By Will Chu, Editorial Team 24/7 Biopharma
In a climate of increased regulatory hurdles and disruption across global supply chains, Ofichem is marking its 50th anniversary with a shift toward wider expansion, through targeted acquisitions, reinforcing its end-to-end development model, and prioritising valued partnerships.
At this year’s CPHI in Frankfurt, the manufacturer celebrated half a century of API development, discussing recent purchases of the Avivia formulation business in Nijmegen, Netherlands and a former Recipharm facility in Uppsala, Sweden in moves that build Ofichem’s technological capabilities and geographical reach.
Speaking to 24/7 BioPharma, business development executive Marinus Bouma said the acquisitions, “represented possibilities in pre-clinical chemistry, analytical services, all non-GMP. So the opportunities are limitless there with very short lead times.”
“Our end-to-end service offering supports customers in shorting development timelines, bringing products fast to market and make use of Ofichem’s technical problem solver skills… We carry out formulation development, research support and traditional CMO business”
“The takeaway for us is getting visibility, expanding the network, offering additional service solutions to existing and new customers … as part of the Life Science industry.”
Strengthening supply chains
Founded in 1975, Ofichem has grown from a small Dutch API producer into a multi-facility group spanning the Netherlands and Sweden.
Over time, Ofichem’s API operations have integrated a sourcing arm that stockpiles Asian-made APIs to stabilise customer supply chains.
The company recently underscored its position within a broader shift back toward European manufacturing, noting that tightening regulation, supply-chain re-shoring and renewed scrutiny of Asian sourcing have accelerated demand for EU-based CDMOs.
They also previously commented on the industry’s push for higher quality standards and greater supply-chain robustness that plays directly to the strengths of mid-sized European producers with established analytical capabilities and long-standing regulatory experience.[1]
“You see that whatever type of market there is, regulatory gets stricter,” explained Bouma. “And as a European CDMO or European supplier, we know exactly what is needed and we are really one step ahead of the curve there.”
Pragmatic commercial approach
Against this backdrop of regulatory tightening and shifting supply priorities, the company’s commercial approach remains deliberately pragmatic.
On therapeutic focus areas, Ofichem explained that it largely followed market pull rather than prioritising specific disease categories.
“We make small molecules,” Bouma said acknowledging that “there is a little bit more demand for dermatology, ophthalmology, CNS, and in pre-clinical world, it’s still oncology.”
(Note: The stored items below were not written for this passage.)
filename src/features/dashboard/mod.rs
pub mod dtos;
pub mod handlers;
pub mod routes;
pub mod services;

pub use routes::routes;
pub use services::DashboardService;
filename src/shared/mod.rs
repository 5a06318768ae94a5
pub mod constants;
pub mod types;
pub mod validation;

#[cfg(test)]
pub mod test_helpers;
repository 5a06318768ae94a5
//! Service catalog: categories, the services offered in each category, and
//! the features detailing each service.
//!
//! ## Endpoints
//!
//! | Method | Endpoint | Description |
//! |--------|----------|-------------|
//! | GET | `/api/service-categories` | Active categories |
//! | GET | `/api/service-categories/{slug}` | Category by slug |
//! | GET | `/api/services` | Active services (`categoryId` / `categorySlug` filters) |
//! | GET | `/api/services/{categorySlug}/{serviceSlug}` | Service by slug path |
//! | GET | `/api/features` | Active features (`serviceId` filter) |
//! | GET | `/api/features/{categorySlug}/{serviceSlug}/{featureSlug}` | Feature by slug path |
//! | GET, POST | `/api/admin/service-categories` | List all / create |
//! | PUT, DELETE | `/api/admin/service-categories/{id}` | Update / delete |
//! | GET, POST | `/api/admin/services` | List all / create |
//! | PUT, DELETE | `/api/admin/services/{id}` | Update / delete |
//! | GET, POST | `/api/admin/features` | List all / create |
//! | PUT, DELETE | `/api/admin/features/{id}` | Update / delete |

pub mod dtos;
pub mod handlers;
pub mod models;
pub mod routes;
pub mod services;

pub use services::{CategoryService, FeatureService, OfferingService};
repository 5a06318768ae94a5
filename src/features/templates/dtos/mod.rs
mod template_dto;

pub use template_dto::*;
The greater challenge, he suggested, was in forecasting against a geopolitical backdrop that complicated planning.
“Because of [the] geopolitical situation, we don’t really know what’s going on… We keep our eyes very much open, and we keep close to the market to understand as much as possible what’s best for the near future.”
European focus
That uncertainty has pushed supply-chain resilience to the forefront of its strategy, prompting Ofichem to leverage an in-house sourcing unit as a buffer for customers.
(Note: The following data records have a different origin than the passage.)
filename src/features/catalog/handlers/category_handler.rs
use std::sync::Arc;

use axum::{
    extract::{Path, State},
    http::StatusCode,
    Json,
};
use validator::Validate;

use crate::core::error::Result;
use crate::core::extractor::AppJson;
use crate::features::auth::guards::{RequireAdmin, RequireEditor};
use crate::features::catalog::dtos::{
    CreateServiceCategoryDto, ServiceCategoryResponseDto, UpdateServiceCategoryDto,
};
use crate::features::catalog::services::CategoryService;
use crate::shared::types::ApiResponse;

/// List active service categories
#[utoipa::path(
    get,
    path = "/api/service-categories",
    responses(
        (status = 200, description = "Active categories ordered by sort order", body = ApiResponse<Vec<ServiceCategoryResponseDto>>),
    ),
    tag = "catalog"
)]
pub async fn list_categories(
    State(service): State<Arc<CategoryService>>,
) -> Result<Json<ApiResponse<Vec<ServiceCategoryResponseDto>>>> {
    let categories = service.list_active().await?;
    Ok(Json(ApiResponse::collection(categories)))
}

/// Get an active service category by slug
#[utoipa::path(
    get,
    path = "/api/service-categories/{slug}",
    params(
        ("slug" = String, Path, description = "Category slug")
    ),
    responses(
        (status = 200, description = "Category found", body = ApiResponse<ServiceCategoryResponseDto>),
        (status = 404, description = "Category not found or inactive")
    ),
    tag = "catalog"
)]
pub async fn get_category(
    State(service): State<Arc<CategoryService>>,
    Path(slug): Path<String>,
) -> Result<Json<ApiResponse<ServiceCategoryResponseDto>>> {
    let category = service.get_by_slug(&slug).await?;
    Ok(Json(ApiResponse::success(Some(category), None, None)))
}

// ==================== Admin ====================

/// List all service categories, including inactive ones
#[utoipa::path(
    get,
    path = "/api/admin/service-categories",
    responses(
        (status = 200, description = "All categories", body = ApiResponse<Vec<ServiceCategoryResponseDto>>),
        (status = 401, description = "Unauthorized"),
        (status = 403, description = "Editor role required")
    ),
    tag = "catalog-admin",
    security(("bearer_auth" = []))
)]
pub async fn admin_list_categories(
    RequireEditor(_user): RequireEditor,
    State(service): State<Arc<CategoryService>>,
) -> Result<Json<ApiResponse<Vec<ServiceCategoryResponseDto>>>> {
    let categories = service.list_all().await?;
    Ok(Json(ApiResponse::collection(categories)))
}

/// Create a service category
#[utoipa::path(
    post,
    path = "/api/admin/service-categories",
    request_body = CreateServiceCategoryDto,
    responses(
        (status = 201, description = "Category created", body = ApiResponse<ServiceCategoryResponseDto>),
        (status = 400, description = "Validation failed"),
        (status = 401, description = "Unauthorized"),
        (status = 403, description = "Editor role required"),
        (status = 409, description = "Slug already in use")
    ),
    tag = "catalog-admin",
    security(("bearer_auth" = []))
)]
pub async fn create_category(
    RequireEditor(_user): RequireEditor,
    State(service): State<Arc<CategoryService>>,
    AppJson(dto): AppJson<CreateServiceCategoryDto>,
) -> Result<(StatusCode, Json<ApiResponse<ServiceCategoryResponseDto>>)> {
    dto.validate()?;

    let category = service.create(dto).await?;
    Ok((
        StatusCode::CREATED,
        Json(ApiResponse::success(
            Some(category),
            Some("Service category created".to_string()),
            None,
        )),
    ))
}

/// Update a service category
#[utoipa::path(
    put,
    path = "/api/admin/service-categories/{id}",
    params(
        ("id" = i64, Path, description = "Category ID")
    ),
    request_body = UpdateServiceCategoryDto,
    responses(
        (status = 200, description = "Category updated", body = ApiResponse<ServiceCategoryResponseDto>),
        (status = 400, description = "Validation failed"),
        (status = 401, description = "Unauthorized"),
        (status = 403, description = "Editor role required"),
        (status = 404, description = "Category not found"),
        (status = 409, description = "Slug already in use")
    ),
    tag = "catalog-admin",
    security(("bearer_auth" = []))
)]
pub async fn update_category(
    RequireEditor(_user): RequireEditor,
    State(service): State<Arc<CategoryService>>,
    Path(id): Path<i64>,
    AppJson(dto): AppJson<UpdateServiceCategoryDto>,
) -> Result<Json<ApiResponse<ServiceCategoryResponseDto>>> {
    dto.validate()?;

    let category = service.update(id, dto).await?;
    Ok(Json(ApiResponse::success(
        Some(category),
        Some("Service category updated".to_string()),
        None,
    )))
}

/// Delete a service category that has no services
#[utoipa::path(
    delete,
    path = "/api/admin/service-categories/{id}",
    params(
        ("id" = i64, Path, description = "Category ID")
    ),
    responses(
        (status = 200, description = "Category deleted"),
        (status = 401, description = "Unauthorized"),
        (status = 403, description = "Admin role required"),
        (status = 404, description = "Category not found"),
        (status = 409, description = "Category still has services")
    ),
    tag = "catalog-admin",
    security(("bearer_auth" = []))
)]
pub async fn delete_category(
    RequireAdmin(_user): RequireAdmin,
    State(service): State<Arc<CategoryService>>,
    Path(id): Path<i64>,
) -> Result<Json<ApiResponse<()>>> {
    service.delete(id).await?;
    Ok(Json(ApiResponse::success(
        None,
        Some("Service category deleted".to_string()),
        None,
    )))
}
mod dashboard_service;

pub use dashboard_service::DashboardService;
“We actually have a business unit which sources and distributes APIs. So we source from Asia, we stockpile in the Netherlands, and we can use that to de-risk everything for the supply chain for our customers. It’s a very big issue nowadays.”
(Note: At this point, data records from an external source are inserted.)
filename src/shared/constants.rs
// =============================================================================
// ROLE CONSTANTS
// =============================================================================

/// Admin role - full access, the only role allowed to delete content
pub const ROLE_ADMIN: &str = "admin";

/// Editor role - can create and update content
pub const ROLE_EDITOR: &str = "editor";

// =============================================================================
// EDITOR
// =============================================================================

/// Interval between editor auto-saves, in seconds
pub const AUTOSAVE_INTERVAL_SECS: u64 = 30;

/// Path clients are sent to when the API answers 401
pub const DEFAULT_LOGIN_PATH: &str = "/api/login";

// =============================================================================
// FIELD LIMITS (match the column sizes in migrations/)
// =============================================================================

pub const MAX_NAME_LENGTH: u64 = 255;
pub const MAX_SHORT_DESCRIPTION_LENGTH: u64 = 500;
pub const MAX_URL_LENGTH: u64 = 500;
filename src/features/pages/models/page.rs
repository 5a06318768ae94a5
use std::fmt;
use std::str::FromStr;

use chrono::{DateTime, Utc};
use serde::{Deserialize, Serialize};
use sqlx::types::Json;
use sqlx::FromRow;
use utoipa::ToSchema;

use super::content::PageContent;

/// Publication state of a page. Any state may move to any other.
#[derive(Debug, Clone, Copy, Default, PartialEq, Eq, Hash, Serialize, Deserialize, ToSchema)]
#[serde(rename_all = "lowercase")]
pub enum PageStatus {
    #[default]
    Draft,
    Published,
    Archived,
}

impl PageStatus {
    pub fn as_str(&self) -> &'static str {
        match self {
            PageStatus::Draft => "draft",
            PageStatus::Published => "published",
            PageStatus::Archived => "archived",
        }
    }
}

impl fmt::Display for PageStatus {
    fn fmt(&self, f: &mut fmt::Formatter<'_>) -> fmt::Result {
        f.write_str(self.as_str())
    }
}

impl FromStr for PageStatus {
    type Err = String;

    fn from_str(s: &str) -> Result<Self, Self::Err> {
        match s {
            "draft" => Ok(PageStatus::Draft),
            "published" => Ok(PageStatus::Published),
            "archived" => Ok(PageStatus::Archived),
            other => Err(format!("unknown page status '{}'", other)),
        }
    }
}

impl TryFrom<String> for PageStatus {
    type Error = String;

    fn try_from(value: String) -> Result<Self, Self::Error> {
        value.parse()
    }
}

#[derive(Debug, Clone, FromRow)]
pub struct Page {
    pub id: i64,
    pub title: String,
    pub slug: String,
    pub content: Option<Json<PageContent>>,
    #[sqlx(try_from = "String")]
    pub status: PageStatus,
    pub meta_title: Option<String>,
    pub meta_description: Option<String>,
    pub canonical_url: Option<String>,
    pub og_title: Option<String>,
    pub og_description: Option<String>,
    pub og_image: Option<String>,
    pub author_id: Option<String>,
    pub parent_id: Option<i64>,
    pub sort_order: i32,
    pub view_count: i64,
    pub published_at: Option<DateTime<Utc>>,
    pub created_at: DateTime<Utc>,
    pub updated_at: DateTime<Utc>,
}

pub(crate) const PAGE_COLUMNS: &str = "id, title, slug, content, status, meta_title, \
     meta_description, canonical_url, og_title, og_description, og_image, author_id, parent_id, \
     sort_order, view_count, published_at, created_at, updated_at";

#[cfg(test)]
mod tests {
    use super::*;

    #[test]
    fn status_round_trips_through_text() {
        for status in [PageStatus::Draft, PageStatus::Published, PageStatus::Archived] {
            assert_eq!(PageStatus::try_from(status.to_string()).unwrap(), status);
        }
        assert!(PageStatus::try_from("deleted".to_string()).is_err());
    }

    #[test]
    fn status_serializes_lowercase() {
        assert_eq!(
            serde_json::to_value(PageStatus::Published).unwrap(),
            serde_json::json!("published")
        );
        assert_eq!(PageStatus::default(), PageStatus::Draft);
    }
}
This approach echoes similar moves in the industry, as European regulators and pharma companies such as Sanofi and Novartis shift to localise or at least diversify API supply after pandemic-era shocks.
CDMOs including Siegfried and Lonza report rising demand for European stockpiling and split-site manufacturing, and companies such as Rovi and Cambrex have added regional small-molecule capacity to meet this shift toward localisation.
Regulatory-wise, the European Commission’s Critical Medicines Act offers incentives for repatriating production of essential APIs.
France has imposed minimum safety-stock requirements and Germany has proposed tenders favouring EU-based suppliers further accelerating the move toward diversified, European-centred supply chains.
Analytical Strengths
Bouma also highlighted Ofichem’s analytical strengths, noting the company’s ability “to understand exactly if there is any impurity or any risk… basically any type of risk that could [appear] in our products.”
Environmental considerations play a larger role in shaping Ofichem’s process development investment. Bouma pointed to ongoing implementation of flow chemistry: “At our API site, we are implementing flow chemistry as a green alternative to batch chemistry.”
Looking ahead, Bouma saw particular promise in the orphan-drug segment, where commercial volumes remain modest, but quality demands are high—a niche well suited to smaller, more flexible manufacturers. “We see a lot of orphan drugs… The batch size… fits our size very, very well.”
As the global API sector prepares for continued volatility, Ofichem’s strategy appears to hinge on staying nimble without abandoning the attributes of stability, trust, and the understated advantages of remaining family-owned in a consolidating industry.